# My First Paphiopedilum micranthum bud!



## Happypaphy7 (Apr 23, 2017)

The only credit I get on this is that I have kept it alive as I bought this plant in very low sheath at a show from Ten Shin (they were selling lots of micranthum and armeniacum, but I picked the one and only plant that was in low sheath out of the box haha) in January.

It was bare root and I didn't expect it to develop due to all the stress it had gone through.

To my surprise and delight, the little thing that looked nearly dead and dry for nearly two months started to develop fast since about two weeks ago! 
It did have a very big root system for a single growth plant.
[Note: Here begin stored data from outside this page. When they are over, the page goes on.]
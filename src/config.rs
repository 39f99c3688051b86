//! Filesystem roots used for discovery and process scanning

use std::path::PathBuf;

use serde::{Deserialize, Serialize};

/// Where the kernel interfaces are mounted
///
/// Defaults match a normal Linux system. Tests point these at fixture trees.
#[derive(Debug, Clone, PartialEq, Eq, Serialize, Deserialize)]
#[serde(default)]
pub struct Config {
    /// sysfs mount point
    pub sysfs_root: PathBuf,
    /// procfs mount point
    pub proc_root: PathBuf,
}

impl Default for Config {
    fn default() -> Self {
        Self {
            sysfs_root: PathBuf::from("/sys"),
            proc_root: PathBuf::from("/proc"),
        }
    }
}

impl Config {
    /// Create a config rooted at custom sysfs/procfs locations
    pub fn with_roots(sysfs_root: impl Into<PathBuf>, proc_root: impl Into<PathBuf>) -> Self {
        Self {
            sysfs_root: sysfs_root.into(),
            proc_root: proc_root.into(),
        }
    }

    /// `<sysfs>/class/drm`
    pub fn drm_class_dir(&self) -> PathBuf {
        self.sysfs_root.join("class").join("drm")
    }
}
//! Vendor backends and their registry
//!
//! Each GPU vendor implements [`GpuVendor`]. The top level drives discovery,
//! refresh and shutdown through a [`VendorRegistry`] without knowing which
//! vendors are present.

use std::fmt::Debug;
use std::sync::{Arc, Mutex, MutexGuard, PoisonError};

use log::{debug, warn};

use crate::config::Config;
use crate::error::{Error, Result};
use crate::fdinfo::FdinfoRegistry;
use crate::types::{DynamicInfo, StaticInfo};

/// A discovered GPU
pub trait GpuDevice: Send + Debug {
    /// Information gathered once at discovery
    fn static_info(&self) -> &StaticInfo;

    /// Sensor values from the last refresh
    fn dynamic_info(&self) -> &DynamicInfo;

    /// Fill in [`StaticInfo`]
    fn populate_static_info(&mut self);

    /// Re-read device sensors into [`DynamicInfo`]
    fn refresh_dynamic_info(&mut self);

    /// Close the current polling cycle of per-process accounting
    fn refresh_running_processes(&mut self);
}

/// A device shared between its backend, the fdinfo registry and the caller
pub type SharedDevice = Arc<Mutex<dyn GpuDevice>>;

/// Lock a device, recovering the data of a poisoned mutex
pub(crate) fn lock<T: ?Sized>(device: &Mutex<T>) -> MutexGuard<'_, T> {
    device.lock().unwrap_or_else(PoisonError::into_inner)
}

/// Capability set of one GPU vendor
pub trait GpuVendor: Send {
    /// Vendor display name
    fn name(&self) -> &'static str;

    /// Prepare the backend; false if it cannot be used at all
    fn init(&mut self) -> bool;

    /// Release everything acquired by the backend
    fn shutdown(&mut self);

    /// Description of the last failure
    fn last_error_string(&self) -> String;

    /// Discover this vendor's devices and register their fdinfo parsers
    ///
    /// With a `mask`, the `i`-th accepted device is kept only when bit `i`
    /// is set.
    fn get_device_handles(
        &mut self,
        fdinfo: &mut FdinfoRegistry,
        mask: Option<u64>,
    ) -> Result<Vec<SharedDevice>>;

    /// Fill in static information of a device
    fn populate_static_info(&self, device: &SharedDevice) {
        lock(device).populate_static_info();
    }

    /// Refresh sensor values of a device
    fn refresh_dynamic_info(&self, device: &SharedDevice) {
        lock(device).refresh_dynamic_info();
    }

    /// Close the per-process accounting cycle of a device
    fn refresh_running_processes(&self, device: &SharedDevice) {
        lock(device).refresh_running_processes();
    }
}

/// Process-wide list of vendor backends
#[derive(Default)]
pub struct VendorRegistry {
    vendors: Vec<Box<dyn GpuVendor>>,
    init_failures: Vec<Error>,
}

impl VendorRegistry {
    /// Create an empty registry
    pub fn new() -> Self {
        Self::default()
    }

    /// Registry holding every built-in backend
    ///
    /// Backends are registered whether or not their hardware is present.
    pub fn with_default_vendors(config: &Config) -> Self {
        let mut registry = Self::new();
        #[cfg(target_os = "linux")]
        registry.register(Box::new(crate::linux::intel::IntelVendor::new(config)));
        #[cfg(not(target_os = "linux"))]
        let _ = config;
        registry
    }

    /// Add a backend
    pub fn register(&mut self, vendor: Box<dyn GpuVendor>) {
        debug!("Registered GPU vendor {}", vendor.name());
        self.vendors.push(vendor);
    }

    /// Names of the registered backends
    pub fn vendor_names(&self) -> Vec<&'static str> {
        self.vendors.iter().map(|v| v.name()).collect()
    }

    /// Backends whose `init` failed during the last discovery
    pub fn init_failures(&self) -> &[Error] {
        &self.init_failures
    }

    /// Discover devices of every backend
    ///
    /// Backends that fail to initialize or find nothing are skipped. Static
    /// information is populated for every returned device.
    pub fn discover(
        &mut self,
        fdinfo: &mut FdinfoRegistry,
        mask: Option<u64>,
    ) -> Result<Vec<SharedDevice>> {
        let mut devices = Vec::new();
        self.init_failures.clear();

        for vendor in &mut self.vendors {
            if !vendor.init() {
                let err = Error::InitFailed {
                    vendor: vendor.name(),
                    message: vendor.last_error_string(),
                };
                warn!("{}", err);
                self.init_failures.push(err);
                continue;
            }

            match vendor.get_device_handles(fdinfo, mask) {
                Ok(found) => {
                    for device in &found {
                        vendor.populate_static_info(device);
                    }
                    debug!("{} backend found {} device(s)", vendor.name(), found.len());
                    devices.extend(found);
                }
                Err(e) if e.is_gpu_missing() => {
                    debug!("{} backend: {}", vendor.name(), e);
                }
                Err(e) => {
                    warn!("{} backend discovery failed: {}", vendor.name(), e);
                }
            }
        }

        if devices.is_empty() {
            return Err(Error::NoGpuFound { vendor: "supported" });
        }
        Ok(devices)
    }

    /// Refresh sensor values of every device
    pub fn refresh(&self, devices: &[SharedDevice]) {
        for device in devices {
            lock(device).refresh_dynamic_info();
        }
    }

    /// Shut down every backend
    pub fn shutdown(&mut self) {
        for vendor in &mut self.vendors {
            vendor.shutdown();
        }
    }
}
Maybe that helped.

I hope the pouch won't be sagging down low on this bloom. 

I potted them both of them up in orchiata, pertlie, hydroton and top dressed with sphagnum moss.
Placed by the bright window with widow open so that they stay as cold as possible. 

I now have a few plants of this species from different vendors and these two latest ones are the largest at 9 inch leaf span.
All are supposedly a blooming size but some are amazingly small, which I prefer, but they all have beautifully marked leaves.


----------



## Don I (Apr 23, 2017)

Very good.
Don


----------



## NYEric (Apr 23, 2017)

Good luck.


----------



## SlipperFan (Apr 27, 2017)

Fingers crossed!


----------



## SlipperKing (Jul 21, 2017)

It should do fine. Just don't move it around a lot ( as in changing its environment ) and it will be fine.

Sent from my SM-G900T using Tapatalk


----------



## Happypaphy7 (Jul 21, 2017)

I hardly move things around in general. 

It has been slowly growing a runner in the last two months or so. Barely an inch. Very slow. 

I have two other plants of micranthum in bud. I have heard that this species can bloom any time of the year, but it is rather strange. 

Others are slowly growing new leaves.


----------



## Mark Karayannis (Jul 22, 2017)

You have done very good. Good luck


----------



## chris20 (Jul 23, 2017)

Keep us updated.


----------



## NYEric (Jul 24, 2017)

NYEric said:


> Good luck.


Wait a minute! Isn't that one of the plants you snuck in early and bought out from under me at Rutgers!? :viking: No problem, it was the hang hybrids I really wanted.


----------



## Slipper lover (Jul 24, 2017)

Good luck


----------



## blondie (Jul 25, 2017)

Exciting I have this species which I'm hoping to bloom


----------



## Happypaphy7 (Jul 25, 2017)

NYEric said:


> Wait a minute! Isn't that one of the plants you snuck in early and bought out from under me at Rutgers!? :viking: No problem, it was the hang hybrids I really wanted.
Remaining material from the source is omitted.